King Dollar has appreciated against a basket of major currencies ahead of this afternoon’s estimate of first-quarter GDP growth. Seasonal factors are expected to see GDP growth cool in Q1, but this could have little impact on the Dollar’s mojo. With rising U.S. bond yields and expectations of higher U.S. interest rates heavily supporting the dollar, it is likely to hold its own against most majors.
The rebounding U.S. dollar, rising government bond yields and the still-buoyant stock markets are helping to generate significant headwinds for gold. The shiny metal is priced in U.S. dollars and with the greenback rising, this is the main reason behind today’s sell-off. On top of this, the rising government bond yields further reduce the appeal of the noninterest-bearing commodity, while the rebounding European stock markets makes the safe haven asset even less appealing. So, for gold to come back, it needs the dollar, stocks and/or yields to head back south.
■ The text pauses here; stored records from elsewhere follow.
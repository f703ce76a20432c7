use std::time::Duration;

use derive_builder::Builder;
use serde::{Deserialize, Serialize};

use crate::error::Error;
use crate::hash::HashAlgorithm;

/// Longest lease a pool will hand out.
pub const MAX_LEASE_TTL: Duration = Duration::from_secs(7 * 24 * 60 * 60);

/// Pool configuration.
///
/// Build it with [`PoolConfigBuilder`] or load it from JSON, where durations
/// are given in milliseconds:
///
/// ```json
/// { "lease_ttl_ms": 30000, "sweep_interval_ms": 1000, "algorithm": { "name": "blake3" } }
/// ```
#[derive(Builder, Debug, Clone, Serialize, Deserialize)]
#[builder(pattern = "owned", default)]
#[serde(default)]
pub struct PoolConfig {
    /// How long a unit stays claimed before it is reclaimed.
    #[serde(rename = "lease_ttl_ms", with = "millis")]
    pub lease_ttl: Duration,
    /// How often expired leases are scanned.
    #[serde(rename = "sweep_interval_ms", with = "millis")]
    pub sweep_interval: Duration,
    /// How long an idle session waits before re-checking for work on its own.
    #[serde(rename = "retry_interval_ms", with = "millis")]
    pub retry_interval: Duration,
    pub algorithm: HashAlgorithm,
    #[builder(setter(strip_option))]
    pub max_difficulty: Option<u32>,
    /// Maximum number of units the store holds.
    pub capacity: usize,
    pub completion_buffer: usize,
}

impl Default for PoolConfig {
    fn default() -> Self {
        Self {
            lease_ttl: Duration::from_secs(30),
            sweep_interval: Duration::from_secs(1),
            retry_interval: Duration::from_secs(5),
            algorithm: HashAlgorithm::default(),
            max_difficulty: None,
            capacity: usize::MAX,
            completion_buffer: 1024,
        }
    }
}

impl PoolConfig {
    pub fn validate(&self) -> Result<(), Error> {
        if self.lease_ttl.is_zero() {
            return Err(Error::InvalidConfig("lease_ttl must be > 0".into()));
        }
        if self.lease_ttl > MAX_LEASE_TTL {
            return Err(Error::InvalidConfig(format!(
                "lease_ttl must not exceed {MAX_LEASE_TTL:?}"
            )));
        }
        if self.sweep_interval.is_zero() {
            return Err(Error::InvalidConfig("sweep_interval must be > 0".into()));
        }
        if self.sweep_interval > self.lease_ttl {
            return Err(Error::InvalidConfig(
                "sweep_interval must not exceed lease_ttl".into(),
            ));
        }
        if self.retry_interval.is_zero() {
            return Err(Error::InvalidConfig("retry_interval must be > 0".into()));
        }
        if self.capacity == 0 {
            return Err(Error::InvalidConfig("capacity must be >= 1".into()));
        }
        if self.completion_buffer == 0 {
            return Err(Error::InvalidConfig(
                "completion_buffer must be >= 1".into(),
            ));
        }
        if let Some(max) = self.max_difficulty {
            if max > self.algorithm.output_bits() {
                return Err(Error::InvalidConfig(format!(
                    "max_difficulty {max} exceeds {} output bits",
                    self.algorithm.name()
                )));
            }
        }
        Ok(())
    }

    /// Highest difficulty the pool will accept from the producer.
    pub fn difficulty_limit(&self) -> u32 {
        let bits = self.algorithm.output_bits();
        self.max_difficulty.map_or(bits, |max| max.min(bits))
    }

    pub fn from_json_str(json: &str) -> Result<Self, Error> {
        let config: Self =
            serde_json::from_str(json).map_err(|e| Error::InvalidConfig(e.to_string()))?;
        config.validate()?;
        Ok(config)
    }
}

impl PoolConfigBuilder {
    pub fn build_validated(self) -> Result<PoolConfig, Error> {
        let config = self
            .build()
            .map_err(|e| Error::InvalidConfig(e.to_string()))?;
        config.validate()?;
        Ok(config)
    }
}

mod millis {
    use std::time::Duration;

    use serde::{ser::Error as _, Deserialize, Deserializer, Serializer};

    pub(super) fn serialize<S: Serializer>(value: &Duration, serializer: S) -> Result<S::Ok, S::Error> {
        let millis = u64::try_from(value.as_millis())
            .map_err(|_| S::Error::custom(format!("{value:?} does not fit in u64 milliseconds")))?;
        serializer.serialize_u64(millis)
    }

    pub(super) fn deserialize<'de, D: Deserializer<'de>>(deserializer: D) -> Result<Duration, D::Error> {
        u64::deserialize(deserializer).map(Duration::from_millis)
    }
}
The British pound's abrupt and aggressive depreciation following disappointing UK inflation data continues to highlight how sensitive the currency is to monetary policy speculation. The UK headline inflation rate unexpectedly dropped to 2.5% in March, which immediately raised doubts over the Bank of England raising interest rates next month. With UK wage growth rising faster than inflation, the squeeze on consumers is slowly coming to an end.